City foundationa fortified city replaces the 'Smale Burg'

Information point:
- Chapel on the Werth

Erection of the Smal Castle
In 1072 Benedictine monks built the Grafschaft monastery at the foot of the Wilzenberg. To protect this abbey, after 1160 a castle - the Smale Burg - was built on the neighbouring narrow ridge by the Archbishop of Cologne as territorial lord (probably where the chapel on the Werth stands today), which the Grafschaft monastery had to protect against the neighbouring county of Arnsberg.
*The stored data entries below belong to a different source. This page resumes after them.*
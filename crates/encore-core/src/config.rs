use crate::error::Result;
use crate::validation;
use serde::{Deserialize, Serialize};
use std::path::{Path, PathBuf};

pub const CONFIG_FILE: &str = "encore.yaml";

pub fn config_path(root: &Path) -> PathBuf {
    root.join(CONFIG_FILE)
}

// ---------------------------------------------------------------------------
// ConfigWarning / WarnLevel
// ---------------------------------------------------------------------------

#[derive(Debug, Clone, Serialize, Deserialize)]
pub struct ConfigWarning {
    pub level: WarnLevel,
    pub message: String,
}

#[derive(Debug, Clone, PartialEq, Serialize, Deserialize)]
#[serde(rename_all = "snake_case")]
pub enum WarnLevel {
    Warning,
    Error,
}

// ---------------------------------------------------------------------------
// Sections
// ---------------------------------------------------------------------------

#[derive(Debug, Clone, PartialEq, Serialize, Deserialize)]
pub struct ProjectConfig {
    pub name: String,
}

impl Default for ProjectConfig {
    fn default() -> Self {
        Self {
            name: "encore".to_string(),
        }
    }
}

#[derive(Debug, Clone, PartialEq, Serialize, Deserialize)]
pub struct ServerConfig {
    #[serde(default = "default_port")]
    pub port: u16,
}

fn default_port() -> u16 {
    3141
}

impl Default for ServerConfig {
    fn default() -> Self {
        Self {
            port: default_port(),
        }
    }
}

#[derive(Debug, Clone, Default, PartialEq, Serialize, Deserialize)]
pub struct StoreConfig {
    /// YAML or JSON file of collections loaded into the in-memory store.
    /// Relative paths resolve against the project root.
    #[serde(default, skip_serializing_if = "Option::is_none")]
    pub seed: Option<PathBuf>,
}

/// Remote row-store endpoint. Only checked for plausibility here.
#[derive(Debug, Clone, Default, PartialEq, Serialize, Deserialize)]
pub struct BackendConfig {
    #[serde(default, skip_serializing_if = "Option::is_none")]
    pub url: Option<String>,
    #[serde(default, skip_serializing_if = "Option::is_none")]
    pub api_key: Option<String>,
}

#[derive(Debug, Clone, PartialEq, Serialize, Deserialize)]
pub struct DemoConfig {
    /// Multiplier applied to every step duration; 0.5 runs twice as fast.
    #[serde(default = "default_speed")]
    pub speed: f64,
}

fn default_speed() -> f64 {
    1.0
}

/// Above this a single storyteller step waits for hours.
pub const MAX_DEMO_SPEED: f64 = 10_000.0;

impl Default for DemoConfig {
    fn default() -> Self {
        Self {
            speed: default_speed(),
        }
    }
}

#[derive(Debug, Clone, PartialEq, Serialize, Deserialize)]
pub struct AnalyticsConfig {
    #[serde(default = "default_window_days")]
    pub default_window_days: u32,
}

fn default_window_days() -> u32 {
    30
}

impl Default for AnalyticsConfig {
    fn default() -> Self {
        Self {
            default_window_days: default_window_days(),
        }
    }
}

// ---------------------------------------------------------------------------
// Config
// ---------------------------------------------------------------------------

#[derive(Debug, Clone, Default, PartialEq, Serialize, Deserialize)]
pub struct Config {
    #[serde(default)]
    pub project: ProjectConfig,
    #[serde(default)]
    pub server: ServerConfig,
    #[serde(default)]
    pub store: StoreConfig,
    #[serde(default)]
    pub backend: BackendConfig,
    #[serde(default)]
    pub demo: DemoConfig,
    #[serde(default)]
    pub analytics: AnalyticsConfig,
}

impl Config {
    pub fn new(project_name: impl Into<String>) -> Self {
        Self {
            project: ProjectConfig {
                name: project_name.into(),
            },
            ..Default::default()
        }
    }

    /// Load `encore.yaml` under `root`. A missing file yields the defaults.
    pub fn load(root: &Path) -> Result<Self> {
        match crate::io::read_optional(&config_path(root))? {
            Some(data) => Ok(serde_yaml::from_str(&data)?),
            None => {
                tracing::debug!(root = %root.display(), "no config file; using defaults");
                Ok(Config::default())
            }
        }
    }

    pub fn save(&self, root: &Path) -> Result<()> {
        let data = serde_yaml::to_string(self)?;
        crate::io::atomic_write(&config_path(root), data.as_bytes())
    }

    /// Seed path resolved against `root`, if configured.
    pub fn seed_path(&self, root: &Path) -> Option<PathBuf> {
        self.store.seed.as_ref().map(|p| {
            if p.is_absolute() {
                p.clone()
            } else {
                root.join(p)
            }
        })
    }

    // -----------------------------------------------------------------------
    // Validation
    // -----------------------------------------------------------------------

    pub fn validate(&self) -> Vec<ConfigWarning> {
        let mut warnings = Vec::new();

        if self.project.name.trim().is_empty() {
            warnings.push(ConfigWarning {
                level: WarnLevel::Warning,
                message: "project.name is empty".to_string(),
            });
        }

        if self.server.port == 0 {
            warnings.push(ConfigWarning {
                level: WarnLevel::Error,
                message: "server.port must be non-zero".to_string(),
            });
        }

        if !(self.demo.speed.is_finite() && self.demo.speed > 0.0) {
            warnings.push(ConfigWarning {
                level: WarnLevel::Error,
                message: format!("demo.speed must be > 0 (got {})", self.demo.speed),
            });
        } else if self.demo.speed > MAX_DEMO_SPEED {
            warnings.push(ConfigWarning {
                level: WarnLevel::Warning,
                message: format!(
                    "demo.speed {} exceeds {MAX_DEMO_SPEED}; each demo step will wait for hours",
                    self.demo.speed
                ),
            });
        }

        if self.analytics.default_window_days == 0 {
            warnings.push(ConfigWarning {
                level: WarnLevel::Warning,
                message: "analytics.default_window_days is 0; every issue falls outside the window"
                    .to_string(),
            });
        }

        if let Some(url) = &self.backend.url {
            if let Some(msg) = validation::validate_url(url, "backend.url") {
                warnings.push(ConfigWarning {
                    level: WarnLevel::Error,
                    message: msg,
                });
            }
        }

        match (&self.backend.url, &self.backend.api_key) {
            (_, Some(key)) => {
                if let Some(msg) = validation::validate_api_key(key, "backend.api_key") {
                    warnings.push(ConfigWarning {
                        level: WarnLevel::Error,
                        message: msg,
                    });
                }
            }
            (Some(_), None) => warnings.push(ConfigWarning {
                level: WarnLevel::Warning,
                message: "backend.url is set without backend.api_key".to_string(),
            }),
            (None, None) => {}
        }

        warnings
    }
}

// ---------------------------------------------------------------------------
// Tests
// ---------------------------------------------------------------------------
Fortification of the settlement and elevation to a town
A settlement was built along the lines of this castle. The first documented mention of Schmallenberg, or rather the Smalen Burg, dates from 1228. When this castle was destroyed in battles, presumably around 1240, an agreement was reached in 1244 between all parties involved - the Bishop of Cologne (Konrad von Hochstaden), the feudal lord of the castle (Knight Johann Kolve), the Kloster Grafschaft and the inhabitants of the settlement: the Archbishop of Cologne decided to fortify the settlement together with the Kloster Grafschaft. The costs for the fortification were jointly borne by the two parties.
Two documents from the year 1244 show that a settlement already existing at that time was elevated to the status of a town. The now fortified town became a border fortress of the growing territorial state in place of the abandoned castle. The knight moved into the town and lived there together with merchants and craftsmen. Schmallenberg was therefore not founded like earlier towns mainly for economic reasons along an important trade route. Schmallenberg was fortified for defence purposes and raised to the status of a town. Thus the town belonged to the third wave of town foundations after the first wave of fortification of settlements along rivers and central trading places and the second wave of foundation towns, which were built by princes at strategically good locations. The third wave concerned cities that were fortified to round off the territories.
The location on the ridge, which is surrounded on three sides by the river Lenne, made the city, now protected by a wall, practically impregnable. In the open north the city was protected by a rampart ("in loops", consisting of ditches, hedges and undergrowth), in the west, south and east the wall stood with six towers and three gates (Oberes Tor/Weststraße 36 in the north, Niederes Stadttor/Unterm Werth in the south, Wassertor/Wasserpforte in the east). The course of the medieval city wall as well as the location of the former gates is indicated with bronze plaques in some places; marked on the street "Auf der Mauer" with 4 manhole covers. The Narrow House (City Archive) was built before 1822 in half-timbered construction on the remains of a hexagonal tower of the city wall: The shape of the tower is clearly visible from the south.
The city was divided into quarters: The Großes Viertel (Aldenburg) in the NE; in the NW Luttern or Gerstern, in the SW the Kleines (Lütteken) and in the SO Deckers Viertel (or Niggestadt): The latter had received its name from the von Dorlar family, called Deckers, who owned a castle house there.
The already decaying castle remained outside the fortification; presumably at its location the chapel on the Werth, donated by the Cordes after a flood of the river Lenne, was built in 1682.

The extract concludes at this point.